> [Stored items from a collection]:
►
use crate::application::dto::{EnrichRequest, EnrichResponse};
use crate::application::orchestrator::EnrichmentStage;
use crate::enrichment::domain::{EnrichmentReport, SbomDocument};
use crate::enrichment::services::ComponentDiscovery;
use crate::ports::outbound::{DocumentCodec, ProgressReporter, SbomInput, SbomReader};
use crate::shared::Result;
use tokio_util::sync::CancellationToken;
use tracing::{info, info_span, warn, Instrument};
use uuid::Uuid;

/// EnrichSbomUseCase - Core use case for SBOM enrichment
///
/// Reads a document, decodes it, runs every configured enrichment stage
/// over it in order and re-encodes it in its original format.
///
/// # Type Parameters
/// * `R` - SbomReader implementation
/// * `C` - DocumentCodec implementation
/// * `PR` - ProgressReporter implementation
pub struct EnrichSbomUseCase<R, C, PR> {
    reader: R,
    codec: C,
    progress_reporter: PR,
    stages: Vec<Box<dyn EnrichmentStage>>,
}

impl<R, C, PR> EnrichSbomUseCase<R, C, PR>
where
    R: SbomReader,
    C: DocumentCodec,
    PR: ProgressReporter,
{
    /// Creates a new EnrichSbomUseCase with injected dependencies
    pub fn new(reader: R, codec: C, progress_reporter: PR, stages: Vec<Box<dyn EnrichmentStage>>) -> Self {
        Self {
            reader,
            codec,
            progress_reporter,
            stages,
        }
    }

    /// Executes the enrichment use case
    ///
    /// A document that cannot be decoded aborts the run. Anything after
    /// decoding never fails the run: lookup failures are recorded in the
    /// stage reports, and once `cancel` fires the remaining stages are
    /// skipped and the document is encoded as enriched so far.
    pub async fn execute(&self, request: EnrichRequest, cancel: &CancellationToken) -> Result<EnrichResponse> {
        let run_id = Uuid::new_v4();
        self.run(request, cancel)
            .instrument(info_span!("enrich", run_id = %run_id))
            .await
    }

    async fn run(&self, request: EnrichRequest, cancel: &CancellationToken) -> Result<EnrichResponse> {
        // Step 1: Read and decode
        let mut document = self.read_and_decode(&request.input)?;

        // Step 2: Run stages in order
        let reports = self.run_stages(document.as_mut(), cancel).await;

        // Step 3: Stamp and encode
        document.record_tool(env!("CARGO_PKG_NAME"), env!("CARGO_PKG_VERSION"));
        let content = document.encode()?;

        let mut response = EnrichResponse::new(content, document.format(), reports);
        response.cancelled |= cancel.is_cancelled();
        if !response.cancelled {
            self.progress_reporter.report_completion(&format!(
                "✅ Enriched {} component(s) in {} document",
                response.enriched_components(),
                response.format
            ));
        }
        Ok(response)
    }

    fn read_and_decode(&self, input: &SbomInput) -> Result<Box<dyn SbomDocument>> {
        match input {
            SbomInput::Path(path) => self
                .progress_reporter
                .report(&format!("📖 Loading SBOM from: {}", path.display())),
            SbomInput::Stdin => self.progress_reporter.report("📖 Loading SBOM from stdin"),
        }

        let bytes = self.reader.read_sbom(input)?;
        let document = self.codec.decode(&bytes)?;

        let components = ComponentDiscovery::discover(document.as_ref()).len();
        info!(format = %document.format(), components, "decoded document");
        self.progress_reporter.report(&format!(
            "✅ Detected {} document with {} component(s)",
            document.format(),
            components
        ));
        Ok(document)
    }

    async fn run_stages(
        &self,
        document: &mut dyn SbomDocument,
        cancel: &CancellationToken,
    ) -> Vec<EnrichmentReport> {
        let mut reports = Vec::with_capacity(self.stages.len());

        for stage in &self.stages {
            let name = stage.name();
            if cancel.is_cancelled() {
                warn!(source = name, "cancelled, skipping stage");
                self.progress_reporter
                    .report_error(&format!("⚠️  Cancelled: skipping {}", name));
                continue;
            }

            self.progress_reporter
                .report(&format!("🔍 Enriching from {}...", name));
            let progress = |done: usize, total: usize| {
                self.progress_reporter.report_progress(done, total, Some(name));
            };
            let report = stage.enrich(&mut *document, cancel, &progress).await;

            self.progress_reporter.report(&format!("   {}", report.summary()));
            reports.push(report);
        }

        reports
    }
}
◄
►
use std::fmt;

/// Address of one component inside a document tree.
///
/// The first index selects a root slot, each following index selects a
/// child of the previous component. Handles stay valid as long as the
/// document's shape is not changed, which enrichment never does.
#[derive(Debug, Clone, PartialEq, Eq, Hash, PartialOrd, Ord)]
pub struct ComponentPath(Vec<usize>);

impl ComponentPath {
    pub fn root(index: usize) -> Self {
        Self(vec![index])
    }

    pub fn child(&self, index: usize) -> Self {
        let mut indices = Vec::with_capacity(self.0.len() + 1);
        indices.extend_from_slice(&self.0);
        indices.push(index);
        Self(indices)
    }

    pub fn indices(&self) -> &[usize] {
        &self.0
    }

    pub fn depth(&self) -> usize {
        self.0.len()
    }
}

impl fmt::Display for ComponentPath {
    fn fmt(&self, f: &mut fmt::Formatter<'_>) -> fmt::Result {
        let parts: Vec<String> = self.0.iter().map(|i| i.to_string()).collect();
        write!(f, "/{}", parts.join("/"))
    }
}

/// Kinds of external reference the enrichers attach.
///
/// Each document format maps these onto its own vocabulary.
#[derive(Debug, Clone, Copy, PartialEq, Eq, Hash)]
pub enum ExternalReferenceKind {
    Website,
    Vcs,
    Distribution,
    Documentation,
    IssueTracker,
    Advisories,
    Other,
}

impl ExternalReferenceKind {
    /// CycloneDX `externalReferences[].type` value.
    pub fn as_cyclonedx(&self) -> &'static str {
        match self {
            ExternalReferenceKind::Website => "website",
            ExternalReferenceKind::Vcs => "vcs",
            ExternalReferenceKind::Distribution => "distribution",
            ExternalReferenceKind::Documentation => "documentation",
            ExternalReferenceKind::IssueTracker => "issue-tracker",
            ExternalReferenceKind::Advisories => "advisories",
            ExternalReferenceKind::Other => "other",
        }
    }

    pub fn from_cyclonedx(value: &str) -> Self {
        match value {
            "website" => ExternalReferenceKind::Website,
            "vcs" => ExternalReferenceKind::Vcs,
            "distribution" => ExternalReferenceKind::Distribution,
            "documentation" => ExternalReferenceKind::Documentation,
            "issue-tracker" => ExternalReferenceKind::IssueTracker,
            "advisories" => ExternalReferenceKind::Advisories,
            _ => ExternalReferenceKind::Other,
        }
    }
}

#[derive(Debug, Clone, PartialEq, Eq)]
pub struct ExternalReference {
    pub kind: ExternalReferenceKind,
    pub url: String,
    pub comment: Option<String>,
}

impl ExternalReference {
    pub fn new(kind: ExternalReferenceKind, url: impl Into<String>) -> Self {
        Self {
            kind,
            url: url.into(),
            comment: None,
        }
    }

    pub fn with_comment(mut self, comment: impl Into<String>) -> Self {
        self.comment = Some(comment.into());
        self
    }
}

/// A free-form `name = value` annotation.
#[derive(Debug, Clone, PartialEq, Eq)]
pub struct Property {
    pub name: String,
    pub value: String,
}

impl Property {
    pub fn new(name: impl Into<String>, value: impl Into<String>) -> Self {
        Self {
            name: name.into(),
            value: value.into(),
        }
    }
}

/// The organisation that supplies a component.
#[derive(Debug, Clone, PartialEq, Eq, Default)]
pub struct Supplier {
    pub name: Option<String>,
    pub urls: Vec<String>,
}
◄
> [Work request]: Each line in the data that holds the string "reports" must be returned.

> [Response box]:
    /// stage reports, and once `cancel` fires the remaining stages are
        let reports = self.run_stages(document.as_mut(), cancel).await;
        let mut response = EnrichResponse::new(content, document.format(), reports);
        let mut reports = Vec::with_capacity(self.stages.len());
            reports.push(report);
        reports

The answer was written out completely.